**PROBLEM**
For this exercise, repeat every line of the material exactly.

::::

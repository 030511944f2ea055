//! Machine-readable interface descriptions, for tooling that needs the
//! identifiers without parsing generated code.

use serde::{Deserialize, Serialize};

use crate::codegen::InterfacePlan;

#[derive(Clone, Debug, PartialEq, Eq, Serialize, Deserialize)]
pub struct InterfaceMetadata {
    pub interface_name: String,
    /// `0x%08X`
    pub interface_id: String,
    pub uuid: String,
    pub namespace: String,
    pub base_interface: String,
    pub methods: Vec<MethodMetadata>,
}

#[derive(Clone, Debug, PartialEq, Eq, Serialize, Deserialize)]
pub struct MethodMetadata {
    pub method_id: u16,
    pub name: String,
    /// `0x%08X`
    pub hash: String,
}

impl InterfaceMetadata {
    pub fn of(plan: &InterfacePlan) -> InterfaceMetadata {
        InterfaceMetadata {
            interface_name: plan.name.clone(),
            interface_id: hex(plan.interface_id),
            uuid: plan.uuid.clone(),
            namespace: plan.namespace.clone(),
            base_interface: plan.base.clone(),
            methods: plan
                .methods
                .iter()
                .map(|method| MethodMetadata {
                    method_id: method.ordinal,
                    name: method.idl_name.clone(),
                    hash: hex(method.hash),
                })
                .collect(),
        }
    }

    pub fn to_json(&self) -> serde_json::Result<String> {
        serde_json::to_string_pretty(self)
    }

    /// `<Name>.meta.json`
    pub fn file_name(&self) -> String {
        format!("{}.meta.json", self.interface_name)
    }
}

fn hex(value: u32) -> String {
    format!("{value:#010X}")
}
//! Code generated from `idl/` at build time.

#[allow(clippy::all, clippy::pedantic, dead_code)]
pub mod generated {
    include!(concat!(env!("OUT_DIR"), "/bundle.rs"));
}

::::

**SOLUTION FOR THIS PROBLEM**
repository 030511944f2ea055
//! Machine-readable interface descriptions, for tooling that needs the
//! identifiers without parsing generated code.

use serde::{Deserialize, Serialize};

use crate::codegen::InterfacePlan;

#[derive(Clone, Debug, PartialEq, Eq, Serialize, Deserialize)]
pub struct InterfaceMetadata {
    pub interface_name: String,
    /// `0x%08X`
    pub interface_id: String,
    pub uuid: String,
    pub namespace: String,
    pub base_interface: String,
    pub methods: Vec<MethodMetadata>,
}

#[derive(Clone, Debug, PartialEq, Eq, Serialize, Deserialize)]
pub struct MethodMetadata {
    pub method_id: u16,
    pub name: String,
    /// `0x%08X`
    pub hash: String,
}

impl InterfaceMetadata {
    pub fn of(plan: &InterfacePlan) -> InterfaceMetadata {
        InterfaceMetadata {
            interface_name: plan.name.clone(),
            interface_id: hex(plan.interface_id),
            uuid: plan.uuid.clone(),
            namespace: plan.namespace.clone(),
            base_interface: plan.base.clone(),
            methods: plan
                .methods
                .iter()
                .map(|method| MethodMetadata {
                    method_id: method.ordinal,
                    name: method.idl_name.clone(),
                    hash: hex(method.hash),
                })
                .collect(),
        }
    }

    pub fn to_json(&self) -> serde_json::Result<String> {
        serde_json::to_string_pretty(self)
    }

    /// `<Name>.meta.json`
    pub fn file_name(&self) -> String {
        format!("{}.meta.json", self.interface_name)
    }
}

fn hex(value: u32) -> String {
    format!("{value:#010X}")
}
//! Code generated from `idl/` at build time.

#[allow(clippy::all, clippy::pedantic, dead_code)]
pub mod generated {
    include!(concat!(env!("OUT_DIR"), "/bundle.rs"));
}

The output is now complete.